- Opening Delimiter -
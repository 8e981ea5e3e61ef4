//! Canonical metric ids and the field-name resolver.
//!
//! Providers spell the same quantity in several ways (API versions, CSV
//! exports). Each canonical field is described by an ordered list of
//! candidate keys; the resolver returns the first one holding a usable value.

use serde_json::{Map, Value};

pub const LATEST_CLOSE: &str = "latest_close";
pub const AVG_TURNOVER_20D: &str = "avg_turnover_20d";
pub const MARKET_CAP_JPY: &str = "market_cap_jpy";
pub const PER: &str = "per";
pub const PBR: &str = "pbr";
pub const DIVIDEND_YIELD: &str = "dividend_yield";
pub const ROE: &str = "roe";
pub const EQUITY_RATIO: &str = "equity_ratio";
pub const NET_DE_RATIO: &str = "net_de_ratio";
pub const REVENUE_CAGR_3Y: &str = "revenue_cagr_3y";
pub const OP_INCOME_CAGR_3Y: &str = "op_income_cagr_3y";

/// Metrics that move with the share price and form the "price-now" track.
pub const PRICE_NOW_METRICS: &[&str] = &[PBR, PER, DIVIDEND_YIELD];

pub fn is_price_now_metric(id: &str) -> bool {
    PRICE_NOW_METRICS.contains(&id)
}

/// A canonical field and the keys it may appear under, in priority order.
#[derive(Debug, Clone, Copy)]
pub struct FieldVariants {
    pub canonical: &'static str,
    pub keys: &'static [&'static str],
}

impl FieldVariants {
    pub const fn new(canonical: &'static str, keys: &'static [&'static str]) -> Self {
        Self { canonical, keys }
    }

    pub fn number(&self, record: &Map<String, Value>) -> Option<f64> {
        resolve_number(record, self.keys)
    }

    pub fn text(&self, record: &Map<String, Value>) -> Option<String> {
        resolve_text(record, self.keys)
    }
}

/// First key whose value is numeric (JSON number or numeric string).
pub fn resolve_number(record: &Map<String, Value>, keys: &[&str]) -> Option<f64> {
    keys.iter()
        .filter_map(|key| record.get(*key))
        .find_map(value_as_f64)
}

/// First key holding a non-blank string (numbers are rendered as text).
pub fn resolve_text(record: &Map<String, Value>, keys: &[&str]) -> Option<String> {
    keys.iter().filter_map(|key| record.get(*key)).find_map(|v| match v {
        Value::String(s) if !s.trim().is_empty() => Some(s.trim().to_string()),
        Value::Number(n) => Some(n.to_string()),
        _ => None,
    })
}

pub fn value_as_f64(value: &Value) -> Option<f64> {
    match value {
        Value::Number(n) => n.as_f64().filter(|v| v.is_finite()),
        Value::String(s) => parse_number(s),
        _ => None,
    }
}

/// Lenient numeric parse: thousands separators and `%` are stripped, dash-like
/// placeholders and `N/A` count as missing.
pub fn parse_number(raw: &str) -> Option<f64> {
    let text = raw.trim();
    if text.is_empty() || matches!(text, "-" | "--" | "---" | "N/A" | "n/a") {
        return None;
    }
    let cleaned: String = text.chars().filter(|c| *c != ',' && *c != '%').collect();
    cleaned.parse::<f64>().ok().filter(|v| v.is_finite())
}

/// Provider codes are five digits with a trailing check digit `0`
/// (`72030`); the screener keys tickers by the four-digit form.
pub fn normalize_code(code: &str) -> String {
    let code = code.trim();
    if code.len() == 5 && code.ends_with('0') && code.is_ascii() {
        code[..4].to_string()
    } else {
        code.to_string()
    }
}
- Closing Delimiter -
▸ **Work item**
From the first line to the last, return the data exactly as written.

▸ **Written solution**
repository 8e981ea5e3e61ef4
//! Canonical metric ids and the field-name resolver.
//!
//! Providers spell the same quantity in several ways (API versions, CSV
//! exports). Each canonical field is described by an ordered list of
//! candidate keys; the resolver returns the first one holding a usable value.

use serde_json::{Map, Value};

pub const LATEST_CLOSE: &str = "latest_close";
pub const AVG_TURNOVER_20D: &str = "avg_turnover_20d";
pub const MARKET_CAP_JPY: &str = "market_cap_jpy";
pub const PER: &str = "per";
pub const PBR: &str = "pbr";
pub const DIVIDEND_YIELD: &str = "dividend_yield";
pub const ROE: &str = "roe";
pub const EQUITY_RATIO: &str = "equity_ratio";
pub const NET_DE_RATIO: &str = "net_de_ratio";
pub const REVENUE_CAGR_3Y: &str = "revenue_cagr_3y";
pub const OP_INCOME_CAGR_3Y: &str = "op_income_cagr_3y";

/// Metrics that move with the share price and form the "price-now" track.
pub const PRICE_NOW_METRICS: &[&str] = &[PBR, PER, DIVIDEND_YIELD];

pub fn is_price_now_metric(id: &str) -> bool {
    PRICE_NOW_METRICS.contains(&id)
}

/// A canonical field and the keys it may appear under, in priority order.
#[derive(Debug, Clone, Copy)]
pub struct FieldVariants {
    pub canonical: &'static str,
    pub keys: &'static [&'static str],
}

impl FieldVariants {
    pub const fn new(canonical: &'static str, keys: &'static [&'static str]) -> Self {
        Self { canonical, keys }
    }

    pub fn number(&self, record: &Map<String, Value>) -> Option<f64> {
        resolve_number(record, self.keys)
    }

    pub fn text(&self, record: &Map<String, Value>) -> Option<String> {
        resolve_text(record, self.keys)
    }
}

/// First key whose value is numeric (JSON number or numeric string).
pub fn resolve_number(record: &Map<String, Value>, keys: &[&str]) -> Option<f64> {
    keys.iter()
        .filter_map(|key| record.get(*key))
        .find_map(value_as_f64)
}

/// First key holding a non-blank string (numbers are rendered as text).
pub fn resolve_text(record: &Map<String, Value>, keys: &[&str]) -> Option<String> {
    keys.iter().filter_map(|key| record.get(*key)).find_map(|v| match v {
        Value::String(s) if !s.trim().is_empty() => Some(s.trim().to_string()),
        Value::Number(n) => Some(n.to_string()),
        _ => None,
    })
}

pub fn value_as_f64(value: &Value) -> Option<f64> {
    match value {
        Value::Number(n) => n.as_f64().filter(|v| v.is_finite()),
        Value::String(s) => parse_number(s),
        _ => None,
    }
}

/// Lenient numeric parse: thousands separators and `%` are stripped, dash-like
/// placeholders and `N/A` count as missing.
pub fn parse_number(raw: &str) -> Option<f64> {
    let text = raw.trim();
    if text.is_empty() || matches!(text, "-" | "--" | "---" | "N/A" | "n/a") {
        return None;
    }
    let cleaned: String = text.chars().filter(|c| *c != ',' && *c != '%').collect();
    cleaned.parse::<f64>().ok().filter(|v| v.is_finite())
}

/// Provider codes are five digits with a trailing check digit `0`
/// (`72030`); the screener keys tickers by the four-digit form.
pub fn normalize_code(code: &str) -> String {
    let code = code.trim();
    if code.len() == 5 && code.ends_with('0') && code.is_ascii() {
        code[..4].to_string()
    } else {
        code.to_string()
    }
}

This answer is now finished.